Ecommerce in the UK and EU region will be affected following the Brexit starting this coming year, January 1, 2021. Sellers to and from the UK should expect new regulations, duties, customs and other obligations to meet which resulted from Brexit.
If you are selling to and from the UK (or if you are selling from the UK to EU), you should learn the new rules and prepare for it before they are implemented. Otherwise, you may experience problems such as blocked shipments at customs, possible fines and annoyed customers.
How Brexit Will Affect Your Ecommerce Business
Brexit will directly impact merchants selling from and to the UK by reinstating a customs border between the EU and the GB and by introducing new VAT rules for goods imported into the UK.
If you are selling to and from the UK, Brexit will affect your e-commerce business by re-establishing a customs border between the Great Britain (GB) and the European Union (EU). Brexit will also affect your store by adding new VAT regulations for any goods imported to the UK.
Depending on where you’re from and where you sell to, here’s how Brexit will affect e-commerce stores:
If you are from outside UK selling to UK
- You’ll need to collect VAT any orders sold to the UK worth below ￡135
- E-commerce businesses will need to file for VAT to HM Revenue & Customs (HMRC) on a quarterly basis.
- Any orders worth ￡135 and above are subject to import VAT and other duties.
If you are from UK selling to EU
- You are not required to collect VAT on any orders delivered from the UK to the EU as long as the EU customer will import the order.
- Buyers carry the responsibility of paying respective import VAT and duties for their orders.
- Customs documents will be asked by respective authorities with orders that are being delivered to the EU.
How to Prepare for Brexit E-Commerce
Although the changes being made to regulations within the UK-EU region sounds confusing, getting prepared ahead of the time is key to manage these changes. Here’s what you can do to prepare for Brexit’s effect on e-commerce:
1) Apply for VAT whenever applicable
If you sell to the UK and ship orders below ￡135, you will need to register your store for VAT purposes at the HM Revenue and Customs (HMRC). However, this rule does not apply to goods delivered from the UK to any parts of the EU except if the goods or products specifically comes from Northern Ireland.

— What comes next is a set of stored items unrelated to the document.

use std::{error, fmt};

use crate::sym::SymNode;

/// Shape tracking errors
#[derive(Debug, Clone)]
pub enum Error {
    /// Reshape of a view that is not a plain contiguous layout
    NonContiguousReshape,
    /// Reshape that changes the element count
    SizeMismatch { from: i64, to: i64 },
}

impl fmt::Display for Error {
    fn fmt(&self, f: &mut fmt::Formatter<'_>) -> fmt::Result {
        match self {
            Self::NonContiguousReshape => f.write_str("cannot reshape a non-contiguous view"),
            Self::SizeMismatch { from, to } => {
                write!(f, "reshape changes element count from {from} to {to}")
            }
        }
    }
}

impl error::Error for Error {}

/// Row-major strides for `shape`, with broadcast (size-1) axes zeroed.
#[must_use]
pub fn strides_for_shape(shape: &[i64]) -> Vec<i64> {
    let mut strides = vec![0i64; shape.len()];
    let mut acc = 1;
    for (st, &s) in strides.iter_mut().zip(shape).rev() {
        if s != 1 {
            *st = acc;
        }
        acc *= s;
    }
    strides
}

/// One layer of shape/stride bookkeeping: a logical shape, per-axis
/// strides, a linear offset, and an optional per-axis valid interval left
/// behind by padding.
#[derive(Debug, Clone, PartialEq, Eq)]
pub struct View {
    shape: Vec<i64>,
    strides: Vec<i64>,
    offset: i64,
    mask: Option<Vec<(i64, i64)>>,
}

/// Maps logical coordinates of a tensor to `(index, valid)` SymNode pairs.
///
/// This tracker keeps a single merged view; reshapes are only accepted on
/// contiguous layouts, which is all the linearizer requires.
#[derive(Debug, Clone, PartialEq, Eq)]
pub struct ShapeTracker {
    view: View,
}

impl ShapeTracker {
    #[must_use]
    pub fn from_shape(shape: &[i64]) -> Self {
        Self {
            view: View {
                shape: shape.to_vec(),
                strides: strides_for_shape(shape),
                offset: 0,
                mask: None,
            },
        }
    }

    #[must_use]
    pub fn shape(&self) -> &[i64] {
        &self.view.shape
    }

    /// Total element count of the logical shape.
    #[must_use]
    pub fn size(&self) -> i64 {
        self.view.shape.iter().product()
    }

    #[must_use]
    pub fn contiguous(&self) -> bool {
        self.view.offset == 0
            && self.view.mask.is_none()
            && self.view.strides == strides_for_shape(&self.view.shape)
    }

    /// Per-axis strides; zero for broadcast axes.
    #[must_use]
    pub fn real_strides(&self) -> &[i64] {
        &self.view.strides
    }

    /// Axes addressed with stride 1.
    #[must_use]
    pub fn unit_stride_axes(&self) -> Vec<usize> {
        self.view
            .strides
            .iter()
            .enumerate()
            .filter_map(|(i, &st)| (st == 1).then_some(i))
            .collect()
    }

    /// Reorder the axes. `order` must be a permutation of `0..ndim`.
    pub fn permute(&mut self, order: &[usize]) {
        assert_eq!(order.len(), self.view.shape.len(), "bad permutation");
        self.view.shape = order.iter().map(|&i| self.view.shape[i]).collect();
        self.view.strides = order.iter().map(|&i| self.view.strides[i]).collect();
        if let Some(mask) = &self.view.mask {
            self.view.mask = Some(order.iter().map(|&i| mask[i]).collect());
        }
    }

    /// Broadcast size-1 axes up to `new_shape`; they keep stride 0.
    pub fn expand(&mut self, new_shape: &[i64]) {
        assert_eq!(new_shape.len(), self.view.shape.len(), "bad expand rank");
        for (i, (&old, &new)) in self.view.shape.iter().zip(new_shape).enumerate() {
            assert!(old == new || old == 1, "expand of non-1 axis {i}");
        }
        if let Some(mask) = &mut self.view.mask {
            for (m, (&old, &new)) in mask.iter_mut().zip(self.view.shape.iter().zip(new_shape)) {
                if old != new {
                    *m = if *m == (0, 1) { (0, new) } else { (0, 0) };
                }
            }
        }
        self.view.shape = new_shape.to_vec();
    }

    /// Grow each axis by `(lo, hi)` zero-padding, recording the valid
    /// interval in the mask.
    pub fn pad(&mut self, padding: &[(i64, i64)]) {
        assert_eq!(padding.len(), self.view.shape.len(), "bad pad rank");
        if padding.iter().all(|&p| p == (0, 0)) {
            return;
        }
        let old_mask = self
            .view
            .mask
            .clone()
            .unwrap_or_else(|| self.view.shape.iter().map(|&s| (0, s)).collect());
        let mut mask = Vec::with_capacity(padding.len());
        for (i, &(lo, hi)) in padding.iter().enumerate() {
            assert!(lo >= 0 && hi >= 0, "negative padding");
            self.view.offset -= lo * self.view.strides[i];
            self.view.shape[i] += lo + hi;
            mask.push((old_mask[i].0 + lo, old_mask[i].1 + lo));
        }
        self.view.mask = Some(mask);
    }

    /// Change the logical shape of a contiguous view.
    pub fn reshape(&mut self, new_shape: &[i64]) -> Result<(), Error> {
        let new_size: i64 = new_shape.iter().product();
        if new_size != self.size() {
            return Err(Error::SizeMismatch {
                from: self.size(),
                to: new_size,
            });
        }
        if self.view.shape == new_shape {
            return Ok(());
        }
        if !self.contiguous() {
            return Err(Error::NonContiguousReshape);
        }
        *self = Self::from_shape(new_shape);
        Ok(())
    }

    /// The `(index, valid)` pair for a logical coordinate vector. `index`
    /// is the linear element offset; `valid` is `1` unless padding put
    /// part of the view out of bounds, in which case it is the
    /// conjunction of the per-axis range checks.
    #[must_use]
    pub fn expr_idxs(&self, coords: &[SymNode]) -> (SymNode, SymNode) {
        debug_assert_eq!(coords.len(), self.view.shape.len(), "coordinate arity");
        let mut terms = vec![SymNode::num(self.view.offset)];
        for (coord, &st) in coords.iter().zip(&self.view.strides) {
            terms.push(coord.mul(st));
        }
        let idx = SymNode::sum(terms);
        let valid = match &self.view.mask {
            None => SymNode::num(1),
            Some(mask) => {
                let mut checks = Vec::new();
                for ((coord, &(lo, hi)), &s) in coords.iter().zip(mask).zip(&self.view.shape) {
                    if (lo, hi) != (0, s) {
                        checks.push(coord.ge(lo));
                        checks.push(coord.lt(hi));
                    }
                }
                SymNode::ands(checks)
            }
        };
        (idx, valid)
    }
}

#[cfg(test)]
mod tests {
    use super::*;
    use std::collections::HashMap;

    fn v(name: &str, lo: i64, hi: i64) -> SymNode {
        SymNode::var(name, lo, hi).unwrap()
    }

    #[test]
    fn test_strides() {
        assert_eq!(strides_for_shape(&[2, 3, 4]), vec![12, 4, 1]);
        assert_eq!(strides_for_shape(&[2, 1, 4]), vec![4, 0, 1]);
        assert_eq!(strides_for_shape(&[1]), vec![0]);
    }

    #[test]
    fn test_expr_idxs_contiguous() {
        let st = ShapeTracker::from_shape(&[4, 8]);
        let (idx, valid) = st.expr_idxs(&[v("i", 0, 3), v("j", 0, 7)]);
        assert_eq!(idx, v("i", 0, 3).mul(8).add(&v("j", 0, 7)));
        assert_eq!(valid, SymNode::num(1));
    }

    #[test]
    fn test_permute_and_expand() {
        let mut st = ShapeTracker::from_shape(&[4, 8]);
        st.permute(&[1, 0]);
        assert_eq!(st.shape(), &[8, 4]);
        assert_eq!(st.real_strides(), &[1, 8]);

        let mut st = ShapeTracker::from_shape(&[4, 1]);
        st.expand(&[4, 5]);
        assert_eq!(st.shape(), &[4, 5]);
        assert_eq!(st.real_strides(), &[1, 0]);
        let (idx, _) = st.expr_idxs(&[v("i", 0, 3), v("j", 0, 4)]);
        assert_eq!(idx, v("i", 0, 3));
    }

    #[test]
    fn test_pad_produces_valid_checks() {
        let mut st = ShapeTracker::from_shape(&[8]);
        st.pad(&[(2, 1)]);
        assert_eq!(st.shape(), &[11]);
        let i = v("i", 0, 10);
        let (idx, valid) = st.expr_idxs(&[i.clone()]);
        // index shifts back by the left padding
        assert_eq!(idx, i.add(&SymNode::num(-2)));
        assert_ne!(valid, SymNode::num(1));
        // evaluate the range checks at the boundaries
        let eval = |val: i64| {
            let map = HashMap::from([(i.clone(), SymNode::num(val))]);
            valid.substitute(&map)
        };
        assert_eq!(eval(1), SymNode::num(0));
        assert_eq!(eval(2), SymNode::num(1));
        assert_eq!(eval(9), SymNode::num(1));
        assert_eq!(eval(10), SymNode::num(0));
    }

    #[test]
    fn test_unit_stride_axes() {
        let st = ShapeTracker::from_shape(&[2, 3, 4]);
        assert_eq!(st.unit_stride_axes(), vec![2]);
    }

    #[test]
    fn test_reshape() {
        let mut st = ShapeTracker::from_shape(&[4, 8]);
        st.reshape(&[32]).unwrap();
        assert_eq!(st.shape(), &[32]);
        assert!(st.reshape(&[33]).is_err());
        let mut padded = ShapeTracker::from_shape(&[4]);
        padded.pad(&[(1, 1)]);
        assert!(padded.reshape(&[6, 1]).is_err());
    }
}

If you are not sure about the new VAT rules, contact a tax professional or authority in your country of sale to give you advice on the matter.
2) Adjust your tax rates
Depending on where you’re from and where you’re selling to, you may need to adjust your tax rates to ensure that you’ll profit after the new VAT regulations. Otherwise, you may find yourself losing money due to the new VAT rule.
3) Prepare for Brexit customs
Apply for a UK and EU EORI number to clear goods: Regardless of where your business is based if you sell into the UK and/or the EU, you’ll need two Economic Operator Registration and Identification (EORI) numbers: a UK EORI (register for one with HM Revenue and Customs) and an EU EORI. Used on customs declarations, an EORI number uniquely identifies the exporter in customs procedures and documentation.
Regardless of where you’re from – UK, EU or anywhere in the world – if you are selling on UK and/or EU, you’ll need two EORI numbers: EU EORI and UK EORI. These are used on customs declaration for identification and documentation purposes.
Here’s the information needed during customs declaration and compliance:
- EORI number
- VAT registration ID
- Amount of VAT collected on your goods
- Country of origin, harmonized code, description and the total value of each product in your shipment.
4) Review your shipping options
Shipments between the UK and EU will be subject to customs starting Jan 1, 2021. There are two options available to your business when it comes to dealing with customs fees:
Imports and exports between the EU and UK will be subjected to customs borders by January 1, 2021. Depending on the new customs rules, be sure to update your shipping options based on the location of your delivery.
Here are two options you have when it comes to customs fees:
Delivered Duty Paid (DDP): you are responsible for any import costs and your customer don’t need to pay for any fees regarding the shipment of the product.
Delivered at Place (DAP): You only need to ship the product and the customer has to pay for any import fees.
5) Update your shipping and return/refund policy
Finally, be sure to update your shipping and return/refund policy as you see fit for your business.
Based on the new rules, let your customers know which shipping policy is applicable to them – if it’s DAP or DDP. If it’s DDP, let them know that you are collecting import and customs fees on their behalf.
Also, let them know if the customs fees are refundable or not. While it’s possible to have them refunded, this policy is always not clear.